Russian nationalists are one of the main topics of Alexey Rotmistrov's interest. Basing on information from the Internet, the researcher spent a lot of effort to compile and regularly update the database on nationalist organizations. However, in connection with the conflict events in the near abroad and the subsequent active pursuit of extremist organizations, it became difficult for the investigator to update the database, as well as communicate with informants. This prompted Alexey to look for new forms of data collection. The choice fell on the methods of computer science.

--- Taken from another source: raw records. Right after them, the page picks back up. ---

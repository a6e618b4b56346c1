//! End-to-end tree operations over an in-memory document.

use tt::document::Document;
use tt::error::Error;
use tt::mutate::{demote, flatten, insert, remove, update};
use tt::task::{DepRef, Priority, Status, Task, TaskDraft, TaskPatch};
use tt::tree::find_node;

fn draft(title: &str) -> TaskDraft {
    TaskDraft::titled(title)
}

/// Root task 1 with subtask 1 ("Level 1") containing subtask 1 ("Level 2"),
/// and subtask 2 ("Level 1 sibling").
fn nested_root() -> Task {
    let mut root = Task::from_draft(1, draft("root"));
    insert(&mut root, &[], draft("Level 1")).unwrap();
    insert(&mut root, &[1], draft("Level 2")).unwrap();
    insert(&mut root, &[], draft("Level 1 sibling")).unwrap();
    root
}

#[test]
fn inserted_node_is_findable_with_given_fields() {
    let mut root = Task::from_draft(2, draft("root"));
    let inserted = insert(
        &mut root,
        &[],
        TaskDraft {
            title: "build codec".to_string(),
            description: Some("parse and render ids".to_string()),
            priority: Some(Priority::High),
            ..TaskDraft::default()
        },
    )
    .unwrap();
    let path: Vec<u64> = vec![1];
    assert_eq!(inserted.full_id, "2.1");

    let node = find_node(&root, &path).expect("inserted node resolves");
    assert_eq!(node.title, "build codec");
    assert_eq!(node.description, "parse and render ids");
    assert_eq!(node.status, Status::Pending);
    assert_eq!(node.priority, Priority::High);
}

#[test]
fn insert_under_level_one_yields_expected_id_and_count() {
    let mut root = nested_root();

    let inserted = insert(&mut root, &[1], draft("another level 2")).unwrap();
    assert_eq!(inserted.full_id, "1.1.2");
    assert_eq!(find_node(&root, &[1]).unwrap().children().len(), 2);
}

#[test]
fn remove_then_find_is_gone_and_sibling_count_drops() {
    let mut root = nested_root();
    let before = root.children().len();

    remove(&mut root, &[2]).unwrap();

    assert!(find_node(&root, &[2]).is_none());
    assert_eq!(root.children().len(), before - 1);
}

#[test]
fn update_cannot_change_id_or_children_via_patch_json() {
    let mut root = nested_root();

    // A caller-supplied patch that tries to smuggle id/subtasks changes.
    let patch: TaskPatch = serde_json::from_str(
        r#"{"id": 42, "subtasks": [], "title": "renamed", "status": "review"}"#,
    )
    .unwrap();

    let node = update(&mut root, &[1], &patch).unwrap();
    assert_eq!(node.id, 1);
    assert_eq!(node.title, "renamed");
    assert_eq!(node.status, Status::Review);
    assert_eq!(node.children().len(), 1);
}

#[test]
fn flatten_emits_preorder_with_full_ids_and_depths() {
    let root = nested_root();

    let entries: Vec<(String, usize)> = flatten(&root)
        .map(|entry| (entry.full_id, entry.depth))
        .collect();

    assert_eq!(
        entries,
        vec![
            ("1.1".to_string(), 1),
            ("1.1.1".to_string(), 2),
            ("1.2".to_string(), 1),
        ]
    );
}

#[test]
fn demote_with_declared_dependency_fails_with_circular_reference() {
    let mut doc = Document::new("demo");
    let mut three = Task::from_draft(3, draft("three"));
    three.dependencies.push(DepRef::Id(5));
    doc.push_task(three).unwrap();
    doc.push_task(Task::from_draft(5, draft("five"))).unwrap();

    let err = demote(&mut doc, 5, 3).unwrap_err();
    assert!(matches!(
        err,
        Error::CircularReference { task: 5, parent: 3 }
    ));

    // Nothing moved.
    assert!(doc.find_task(5).is_some());
    assert!(doc.find_task(3).unwrap().children().is_empty());
}

#[test]
fn demote_keeps_subtree_and_assigns_next_sibling_id() {
    let mut doc = Document::new("demo");
    doc.push_task(Task::from_draft(3, draft("parent"))).unwrap();
    let mut five = Task::from_draft(5, draft("moved"));
    insert(&mut five, &[], draft("carried child")).unwrap();
    doc.push_task(five).unwrap();

    let parent = doc.find_task_mut(3).unwrap();
    insert(parent, &[], draft("existing child")).unwrap();

    let full_id = demote(&mut doc, 5, 3).unwrap();
    assert_eq!(full_id, "3.2");

    let parent = doc.find_task(3).unwrap();
    let moved = find_node(parent, &[2]).unwrap();
    assert_eq!(moved.title, "moved");
    assert_eq!(moved.children().len(), 1);
    assert_eq!(moved.children()[0].title, "carried child");
}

Thereby, Alexey got the understanding of the general problem in social sciences - the lack of attention to the Internet space, which has a great potential for acquisition through the methods of computer science, for example, Data Mining. The peculiarity of using the Data Mining paradigm in sociology is the active application of web scraping, which was proposed by the head of the RSG to the participants for the implementation of their own projects. On the example of his own database dedicated to Russian nationalists, Alexey Rotmistrov explained that this method allows to look up pre-agreed data on the Internet and collect it in the database not manually but using a machine. The web scraping is used, among other things, in an application with face recognition technology to compare a photo taken or saved by a user, with millions of photos on social networks.
The head of RSG also mentioned other characteristics that distinguish the application of the methods of Data Mining in the computer sciences from the social ones. These are the relationship between theory and empirical data, the importance of quantification available data and the need for a comprehensive application of analysis methods.
More general differences of computer science from social sciences were discussed during the seminar. For example, the ratio of sample and the general population in the available database is one of those. As it is known, due to the specificity of the object and methods the data in social sciences is usually just a sample. However, in computer science, the researcher often deals with the data covering the population itself. As the result, for computer scientists, it is not necessary to check the model built on such data for stability, while sociologists should do the checking regularly.
The seminar was also marked by the arrival of the co-leader of the RSG Nikolay Zakharov. So, the participants of the group had the opportunity to meet the colleague from Sweden personally. At the end of the seminar, all the members discussed and shared results of their personal projects, including those that are not included in the sphere of interest of the RSG.